Stress response in bacteria is essential for effective adaptation to changes in the environment, as well as to the changes in the physiological state of the bacterial culture itself. This response is mediated by global regulatory mechanisms affecting several pathways. It now appears that these regulatory mechanisms operate by transcriptional control, translational control, and proteolysis. One example to be discussed extensively is the heat-shock response. In Escherichia coli, where it has been studied initially and most extensively, the expression of the heat-shock operon is transcriptionally controlled by the employment of the heat-shock transcription factor sigma 32, that recognizes specific heat-shock promoters.

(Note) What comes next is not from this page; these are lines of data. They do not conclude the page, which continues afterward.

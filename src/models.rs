//! Requests, stored records and their lifecycles.

use crate::ViewportPreset;
use chrono::{DateTime, Utc};
use serde::{Deserialize, Serialize};
use uuid::Uuid;

/// A request to capture one URL. Immutable once submitted.
#[derive(Debug, Clone, PartialEq, Deserialize, Serialize)]
pub struct CaptureRequest {
    pub url: String,
    #[serde(default)]
    pub viewport: ViewportPreset,
    #[serde(default)]
    pub full_page: bool,
    #[serde(default)]
    pub extra_wait_ms: u64,
    #[serde(default)]
    pub site_job_id: Option<Uuid>,
}

impl CaptureRequest {
    pub fn new(url: impl Into<String>) -> Self {
        Self {
            url: url.into(),
            viewport: ViewportPreset::default(),
            full_page: false,
            extra_wait_ms: 0,
            site_job_id: None,
        }
    }
}

#[derive(Debug, Clone, Copy, PartialEq, Eq, Hash, Deserialize, Serialize)]
#[serde(rename_all = "lowercase")]
pub enum ArtifactStatus {
    Pending,
    Completed,
    Failed,
    Expired,
}

/// A stored screenshot plus its metadata
#[derive(Debug, Clone, PartialEq, Deserialize, Serialize)]
pub struct CaptureArtifact {
    pub id: Uuid,
    pub url: String,
    pub blob_key: String,
    pub content_type: String,
    pub size_bytes: u64,
    /// Hex SHA-256 of the stored image bytes
    pub checksum: String,
    pub viewport: ViewportPreset,
    pub full_page: bool,
    pub site_job_id: Option<Uuid>,
    pub status: ArtifactStatus,
    pub created_at: DateTime<Utc>,
    pub expires_at: DateTime<Utc>,
}

impl CaptureArtifact {
    pub fn is_expired_at(&self, now: DateTime<Utc>) -> bool {
        self.expires_at <= now
    }
}

/// Input for [`crate::MetadataStore::create_artifact`]; the store assigns id and `created_at`.
#[derive(Debug, Clone)]
pub struct NewArtifact {
    pub url: String,
    pub blob_key: String,
    pub content_type: String,
    pub size_bytes: u64,
    pub checksum: String,
    pub viewport: ViewportPreset,
    pub full_page: bool,
    pub site_job_id: Option<Uuid>,
    pub expires_at: DateTime<Utc>,
}

#[derive(Debug, Clone, Default)]
pub struct ArtifactFilter {
    pub status: Option<ArtifactStatus>,
    pub site_job_id: Option<Uuid>,
    /// Only artifacts whose `expires_at` is at or before this instant
    pub expires_before: Option<DateTime<Utc>>,
    pub limit: Option<usize>,
}

impl ArtifactFilter {
    pub fn matches(&self, artifact: &CaptureArtifact) -> bool {
        if let Some(status) = self.status {
            if artifact.status != status {
                return false;
            }
        }
        if let Some(job_id) = self.site_job_id {
            if artifact.site_job_id != Some(job_id) {
                return false;
            }
        }
        if let Some(cutoff) = self.expires_before {
            if !artifact.is_expired_at(cutoff) {
                return false;
            }
        }
        true
    }
}

/// Site crawl lifecycle: `Pending -> Processing -> {Completed, Failed}`.
#[derive(Debug, Clone, Copy, PartialEq, Eq, Hash, Deserialize, Serialize)]
#[serde(rename_all = "lowercase")]
pub enum CrawlStatus {
    Pending,
    Processing,
    Completed,
    Failed,
}

impl CrawlStatus {
    pub fn is_terminal(self) -> bool {
        matches!(self, CrawlStatus::Completed | CrawlStatus::Failed)
    }

    /// Strictly forward-only; terminal states accept nothing.
    pub fn can_transition_to(self, next: CrawlStatus) -> bool {
        matches!(
            (self, next),
            (CrawlStatus::Pending, CrawlStatus::Processing)
                | (CrawlStatus::Pending, CrawlStatus::Failed)
                | (CrawlStatus::Processing, CrawlStatus::Completed)
                | (CrawlStatus::Processing, CrawlStatus::Failed)
        )
    }
}

#[derive(Debug, Clone, PartialEq, Deserialize, Serialize)]
pub struct SiteCrawlJob {
    pub id: Uuid,
    pub root_url: String,
    pub sitemap_url: String,
    pub total_pages: usize,
    pub captured_count: usize,
    pub failed_count: usize,
    pub status: CrawlStatus,
    pub viewport: ViewportPreset,
    pub full_page: bool,
    /// Soft errors collected while resolving the sitemap
    pub sitemap_errors: Vec<String>,
    pub created_at: DateTime<Utc>,
    pub completed_at: Option<DateTime<Utc>>,
    pub expires_at: DateTime<Utc>,
}

impl SiteCrawlJob {
    pub fn processed(&self) -> usize {
        self.captured_count + self.failed_count
    }
}

#[derive(Debug, Clone)]
pub struct NewSiteJob {
    pub root_url: String,
    pub sitemap_url: String,
    pub total_pages: usize,
    pub status: CrawlStatus,
    pub viewport: ViewportPreset,
    pub full_page: bool,
    pub sitemap_errors: Vec<String>,
    pub expires_at: DateTime<Utc>,
}

#[derive(Debug, Clone, PartialEq, Deserialize, Serialize)]
pub struct SiteCrawlRequest {
    pub url: String,
    #[serde(default)]
    pub sitemap_url: Option<String>,
    #[serde(default)]
    pub max_pages: Option<usize>,
    #[serde(default)]
    pub viewport: ViewportPreset,
    #[serde(default)]
    pub full_page: bool,
    #[serde(default)]
    pub extra_wait_ms: u64,
}

impl SiteCrawlRequest {
    pub fn new(url: impl Into<String>) -> Self {
        Self {
            url: url.into(),
            sitemap_url: None,
            max_pages: None,
            viewport: ViewportPreset::default(),
            full_page: false,
            extra_wait_ms: 0,
        }
    }
}

/// Immediate answer to a crawl submission; the crawl itself continues in the background.
#[derive(Debug, Clone, PartialEq, Deserialize, Serialize)]
pub struct SiteCrawlAck {
    pub job_id: Uuid,
    pub sitemap_url: String,
    pub total_pages: usize,
    pub sitemap_errors: Vec<String>,
}

#[derive(Debug, Clone, PartialEq, Deserialize, Serialize)]
pub struct SitemapUrlEntry {
    pub loc: String,
    pub lastmod: Option<String>,
    pub priority: Option<f32>,
}

impl SitemapUrlEntry {
    pub fn new(loc: impl Into<String>) -> Self {
        Self {
            loc: loc.into(),
            lastmod: None,
            priority: None,
        }
    }

    /// Path component used to order a crawl deterministically.
    pub fn sort_key(&self) -> (String, String) {
        let path = url::Url::parse(&self.loc)
            .map(|u| u.path().to_string())
            .unwrap_or_else(|_| self.loc.clone());
        (path, self.loc.clone())
    }
}

/// Sort entries by URL path, falling back to the full URL to break ties.
pub fn sort_by_path(entries: &mut [SitemapUrlEntry]) {
    entries.sort_by_cached_key(|e| e.sort_key());
}

#[cfg(test)]
mod tests {
    use super::*;

    #[test]
    fn expiry_cutoff_is_inclusive() {
        let now = Utc::now();
        let artifact = CaptureArtifact {
            id: Uuid::new_v4(),
            url: "https://a.test/".to_string(),
            blob_key: "captures/a.png".to_string(),
            content_type: "image/png".to_string(),
            size_bytes: 1,
            checksum: String::new(),
            viewport: ViewportPreset::Desktop,
            full_page: false,
            site_job_id: None,
            status: ArtifactStatus::Completed,
            created_at: now - chrono::Duration::minutes(5),
            expires_at: now,
        };
        assert!(artifact.is_expired_at(now));
        assert!(!artifact.is_expired_at(now - chrono::Duration::seconds(1)));

        let due = ArtifactFilter {
            expires_before: Some(now),
            ..Default::default()
        };
        assert!(due.matches(&artifact));
        let early = ArtifactFilter {
            expires_before: Some(now - chrono::Duration::seconds(1)),
            ..Default::default()
        };
        assert!(!early.matches(&artifact));
    }

    #[test]
    fn crawl_status_is_forward_only() {
        use CrawlStatus::*;
        assert!(Pending.can_transition_to(Processing));
        assert!(Processing.can_transition_to(Completed));
        assert!(Processing.can_transition_to(Failed));
        assert!(!Processing.can_transition_to(Pending));
        assert!(!Completed.can_transition_to(Failed));
        assert!(!Failed.can_transition_to(Completed));
        assert!(!Completed.can_transition_to(Processing));
        assert!(Completed.is_terminal() && Failed.is_terminal());
    }

    #[test]
    fn sorts_by_path_not_host() {
        let mut entries = vec![
            SitemapUrlEntry::new("https://a.test/zeta"),
            SitemapUrlEntry::new("https://b.test/alpha"),
            SitemapUrlEntry::new("https://a.test/"),
            SitemapUrlEntry::new("https://a.test/alpha"),
        ];
        sort_by_path(&mut entries);
        let locs: Vec<_> = entries.iter().map(|e| e.loc.as_str()).collect();
        assert_eq!(
            locs,
            vec![
                "https://a.test/",
                "https://a.test/alpha",
                "https://b.test/alpha",
                "https://a.test/zeta",
            ]
        );
    }

    #[test]
    fn capture_request_defaults_from_json() {
        let request: CaptureRequest =
            serde_json::from_str(r#"{"url": "https://a.test", "viewport": "mobile"}"#).unwrap();
        assert_eq!(request.viewport, ViewportPreset::Mobile);
        assert!(!request.full_page);
        assert_eq!(request.extra_wait_ms, 0);
        assert!(request.site_job_id.is_none());
    }
}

Later studies indicated that in most bacteria the control of the major heat-shock genes is much more complicated, and involves additional--or alternative--control channels. These regulatory elements will be reviewed looking at the groE and dnaK operons. These operons, coding for the bacterial equivalent of Hsp10+60 and Hsp70, respectively, contain in many bacteria a conserved regulatory inverted repeat (IR = CIRCE), and are transcribed either by the vegetative sigma factor--sigma 70--or by a sigma 32-like factor. The IR functions at the DNA level as a repressor binding site and also controls the half life of the transcript. In addition, in Agrobacterium tumefaciens there also exists a system for mRNA processing that involves a temperature-controlled cleavage of the groE transcript.